Biden’s record as president, though, is not necessarily the “disaster” that Trump tries to label it.
Certainly, there were rough spots. The withdrawal of U.S. troops from Afghanistan early in Biden’s tenure was a hot mess. The Democrat went too far in relaxing immigration controls on the southern border that Trump had imposed, and the resulting flood of immigrants from Central and South America overwhelmed this nation’s abilities to manage their numbers or control the masses who risked entering the country illegally.
And then there was the problem of high inflation, which this country had been somewhat miraculously able to avoid for decades until the COVID-19 pandemic hit, creating supply chain problems, labor shortages and gobs of federal money thrown to individuals and businesses — all of which combined to drive up prices and kept them inflated until leveling off this past year with an annual inflation rate of about 3%.
But there were plenty of successes, too, and Biden enumerated several of them in his letter to the American people announcing his decision to end his reelection campaign.
“We’ve made historic investments in rebuilding our Nation, in lowering prescription drug costs for seniors, and in expanding affordable health care to a record number of Americans. We’ve provided critically need care to a million veterans exposed to toxic substances. Passed the first gun safety law in 30 years. Appointed the first African American woman to the Supreme Court. And passed the most significant climate legislation in the history of the world.”
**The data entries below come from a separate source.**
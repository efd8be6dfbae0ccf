use serde::{Deserialize, Serialize};

/// A point in diagram coordinates.
///
/// Coordinates are integer pixels so that grid alignment and equality checks
/// between stored paths are exact.
#[derive(Debug, Clone, Copy, PartialEq, Eq, Hash, PartialOrd, Ord, Serialize, Deserialize)]
pub struct Point {
    pub x: i32,
    pub y: i32,
}

impl Point {
    pub const fn new(x: i32, y: i32) -> Self {
        Self { x, y }
    }

    pub fn distance(self, other: Point) -> f64 {
        let dx = f64::from(other.x - self.x);
        let dy = f64::from(other.y - self.y);
        (dx * dx + dy * dy).sqrt()
    }
}

/// Axis-aligned bounding rectangle of a node.
#[derive(Debug, Clone, Copy, PartialEq, Eq, Hash, Serialize, Deserialize)]
pub struct Rectangle {
    pub x: i32,
    pub y: i32,
    pub width: i32,
    pub height: i32,
}

impl Rectangle {
    pub const fn new(x: i32, y: i32, width: i32, height: i32) -> Self {
        Self {
            x,
            y,
            width,
            height,
        }
    }

    pub fn max_x(&self) -> i32 {
        self.x + self.width
    }

    pub fn max_y(&self) -> i32 {
        self.y + self.height
    }

    pub fn center(&self) -> Point {
        Point::new(self.x + self.width / 2, self.y + self.height / 2)
    }

    pub fn is_degenerate(&self) -> bool {
        self.width <= 0 || self.height <= 0
    }

    pub fn contains(&self, point: Point) -> bool {
        point.x >= self.x && point.x <= self.max_x() && point.y >= self.y && point.y <= self.max_y()
    }

    /// The segment of the rectangle's border facing `side`.
    pub fn face(&self, side: Side) -> Line {
        match side {
            Side::North => Line::new(Point::new(self.x, self.y), Point::new(self.max_x(), self.y)),
            Side::South => Line::new(
                Point::new(self.x, self.max_y()),
                Point::new(self.max_x(), self.max_y()),
            ),
            Side::West => Line::new(Point::new(self.x, self.y), Point::new(self.x, self.max_y())),
            Side::East => Line::new(
                Point::new(self.max_x(), self.y),
                Point::new(self.max_x(), self.max_y()),
            ),
        }
    }

    /// Coordinate of the face on its perpendicular axis: `y` for north/south
    /// faces, `x` for east/west faces.
    pub fn face_coordinate(&self, side: Side) -> i32 {
        match side {
            Side::North => self.y,
            Side::South => self.max_y(),
            Side::West => self.x,
            Side::East => self.max_x(),
        }
    }

    /// The face a border point lies on, if any. North and south win on corners.
    pub fn side_of(&self, point: Point) -> Option<Side> {
        let within_x = point.x >= self.x && point.x <= self.max_x();
        let within_y = point.y >= self.y && point.y <= self.max_y();
        if within_x && point.y == self.y {
            Some(Side::North)
        } else if within_x && point.y == self.max_y() {
            Some(Side::South)
        } else if within_y && point.x == self.x {
            Some(Side::West)
        } else if within_y && point.x == self.max_x() {
            Some(Side::East)
        } else {
            None
        }
    }

    pub fn corner(&self, corner: NodeCorner) -> Point {
        let x = match corner.vertical_side() {
            Side::East => self.max_x(),
            _ => self.x,
        };
        let y = match corner.horizontal_side() {
            Side::North => self.y,
            _ => self.max_y(),
        };
        Point::new(x, y)
    }

    pub fn union(&self, other: &Rectangle) -> Rectangle {
        let x = self.x.min(other.x);
        let y = self.y.min(other.y);
        let max_x = self.max_x().max(other.max_x());
        let max_y = self.max_y().max(other.max_y());
        Rectangle::new(x, y, max_x - x, max_y - y)
    }

    /// True when the projections of both rectangles onto the x axis are disjoint.
    pub fn separated_horizontally(&self, other: &Rectangle) -> bool {
        other.x >= self.max_x() || other.max_x() <= self.x
    }

    /// True when the projections of both rectangles onto the y axis are disjoint.
    pub fn separated_vertically(&self, other: &Rectangle) -> bool {
        other.y >= self.max_y() || other.max_y() <= self.y
    }
}

/// A line segment between two points.
#[derive(Debug, Clone, Copy, PartialEq, Eq, Hash)]
pub struct Line {
    pub p1: Point,
    pub p2: Point,
}

impl Line {
    pub const fn new(p1: Point, p2: Point) -> Self {
        Self { p1, p2 }
    }

    pub fn is_horizontal(&self) -> bool {
        self.p1.y == self.p2.y && self.p1.x != self.p2.x
    }

    pub fn is_vertical(&self) -> bool {
        self.p1.x == self.p2.x && self.p1.y != self.p2.y
    }

    pub fn midpoint(&self) -> Point {
        Point::new((self.p1.x + self.p2.x) / 2, (self.p1.y + self.p2.y) / 2)
    }

    /// Shortest distance from `point` to any point of the segment.
    pub fn distance_to(&self, point: Point) -> f64 {
        let (x1, y1) = (f64::from(self.p1.x), f64::from(self.p1.y));
        let (x2, y2) = (f64::from(self.p2.x), f64::from(self.p2.y));
        let (px, py) = (f64::from(point.x), f64::from(point.y));
        let dx = x2 - x1;
        let dy = y2 - y1;
        let len_sq = dx * dx + dy * dy;
        if len_sq == 0.0 {
            return point.distance(self.p1);
        }
        let t = (((px - x1) * dx + (py - y1) * dy) / len_sq).clamp(0.0, 1.0);
        let cx = x1 + t * dx;
        let cy = y1 + t * dy;
        ((px - cx) * (px - cx) + (py - cy) * (py - cy)).sqrt()
    }

    /// Shortest distance between any point of this segment and any point of
    /// `other`. Crossing segments are at distance zero.
    pub fn distance_to_line(&self, other: &Line) -> f64 {
        let d1 = turn(self.p1, self.p2, other.p1);
        let d2 = turn(self.p1, self.p2, other.p2);
        let d3 = turn(other.p1, other.p2, self.p1);
        let d4 = turn(other.p1, other.p2, self.p2);
        if d1 * d2 < 0 && d3 * d4 < 0 {
            return 0.0;
        }
        [
            self.distance_to(other.p1),
            self.distance_to(other.p2),
            other.distance_to(self.p1),
            other.distance_to(self.p2),
        ]
        .into_iter()
        .fold(f64::INFINITY, f64::min)
    }

    /// Closed range covered on the x axis.
    pub fn x_span(&self) -> (i32, i32) {
        (self.p1.x.min(self.p2.x), self.p1.x.max(self.p2.x))
    }

    /// Closed range covered on the y axis.
    pub fn y_span(&self) -> (i32, i32) {
        (self.p1.y.min(self.p2.y), self.p1.y.max(self.p2.y))
    }
}

/// Sign of the turn from `a -> b` to `a -> c`.
fn turn(a: Point, b: Point, c: Point) -> i64 {
    let ab = (i64::from(b.x - a.x), i64::from(b.y - a.y));
    let ac = (i64::from(c.x - a.x), i64::from(c.y - a.y));
    (ab.0 * ac.1 - ab.1 * ac.0).signum()
}

/// The face of a node a path touches.
#[derive(Debug, Clone, Copy, PartialEq, Eq, Hash, PartialOrd, Ord, Serialize, Deserialize)]
#[serde(rename_all = "lowercase")]
pub enum Side {
    North,
    South,
    East,
    West,
}

impl Side {
    pub const ALL: [Side; 4] = [Side::North, Side::South, Side::East, Side::West];

    pub fn opposite(self) -> Side {
        match self {
            Side::North => Side::South,
            Side::South => Side::North,
            Side::East => Side::West,
            Side::West => Side::East,
        }
    }

    pub fn is_north_south(self) -> bool {
        matches!(self, Side::North | Side::South)
    }

    pub fn is_east_west(self) -> bool {
        !self.is_north_south()
    }

    /// Sign of the outward direction along the side's perpendicular axis.
    pub fn outward_sign(self) -> i32 {
        match self {
            Side::North | Side::West => -1,
            Side::South | Side::East => 1,
        }
    }
}

/// One of the four corners of a node; used to anchor self-edges.
#[derive(Debug, Clone, Copy, PartialEq, Eq, Hash, Serialize, Deserialize)]
#[serde(rename_all = "kebab-case")]
pub enum NodeCorner {
    TopRight,
    TopLeft,
    BottomLeft,
    BottomRight,
}

impl NodeCorner {
    /// Order in which free corners are searched for a new self-edge.
    pub const SEARCH_ORDER: [NodeCorner; 4] = [
        NodeCorner::TopRight,
        NodeCorner::TopLeft,
        NodeCorner::BottomLeft,
        NodeCorner::BottomRight,
    ];

    /// North or south.
    pub fn horizontal_side(self) -> Side {
        match self {
            NodeCorner::TopRight | NodeCorner::TopLeft => Side::North,
            NodeCorner::BottomLeft | NodeCorner::BottomRight => Side::South,
        }
    }

    /// East or west.
    pub fn vertical_side(self) -> Side {
        match self {
            NodeCorner::TopRight | NodeCorner::BottomRight => Side::East,
            NodeCorner::TopLeft | NodeCorner::BottomLeft => Side::West,
        }
    }
}

/// A discrete attachment slot along a node face, relative to the face midpoint.
#[derive(Debug, Clone, Copy, PartialEq, Eq, Hash, PartialOrd, Ord, Serialize, Deserialize)]
pub enum NodeIndex {
    MinusThree,
    MinusTwo,
    MinusOne,
    Zero,
    PlusOne,
    PlusTwo,
    PlusThree,
}

impl NodeIndex {
    pub const MAX_MAGNITUDE: i32 = 3;

    pub fn value(self) -> i32 {
        match self {
            NodeIndex::MinusThree => -3,
            NodeIndex::MinusTwo => -2,
            NodeIndex::MinusOne => -1,
            NodeIndex::Zero => 0,
            NodeIndex::PlusOne => 1,
            NodeIndex::PlusTwo => 2,
            NodeIndex::PlusThree => 3,
        }
    }

    pub fn from_value(value: i32) -> Option<NodeIndex> {
        match value {
            -3 => Some(NodeIndex::MinusThree),
            -2 => Some(NodeIndex::MinusTwo),
            -1 => Some(NodeIndex::MinusOne),
            0 => Some(NodeIndex::Zero),
            1 => Some(NodeIndex::PlusOne),
            2 => Some(NodeIndex::PlusTwo),
            3 => Some(NodeIndex::PlusThree),
            _ => None,
        }
    }

    /// Nearest slot to a pixel offset from the face midpoint.
    pub fn nearest(offset: i32, spacing: i32) -> NodeIndex {
        let spacing = spacing.max(1);
        let half = spacing / 2;
        let slot = if offset >= 0 {
            (offset + half) / spacing
        } else {
            -((-offset + half) / spacing)
        };
        let slot = slot.clamp(-Self::MAX_MAGNITUDE, Self::MAX_MAGNITUDE);
        Self::from_value(slot).unwrap_or(NodeIndex::Zero)
    }

    pub fn offset(self, spacing: i32) -> i32 {
        self.value() * spacing
    }
}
He could have also added that unemployment remains historically low, workers have seen their wages rise faster than normal, and the stock market has been doing well, as anyone who has paid attention to their 401(k) should know. According to Forbes, the S&P 500 index has posted an annualized gain of 10.8% since Biden took office in 2021. That’s not as good as the 14.1% under Trump, but most investors other than the greedy are going to be fine with double-digit annual returns.
The problem that Biden had, though, was telling his story. That’s partly because of his own ineffective messaging — as demonstrated at the disastrous debate with Trump that precipitated the incumbent’s eventual pullout — and partly because the nation was concentrating mostly on whether the 81-year-old president was fit to handle a second term.
With that concern now resolved, Harris should be able to more effectively make the case for the Democrats’ successes and turn up the heat on Trump for his own many failings, such as his impeachments, indictments, criminal conviction and civil judgments.
Running on Biden’s record might actually do Harris more good than Trump running on his.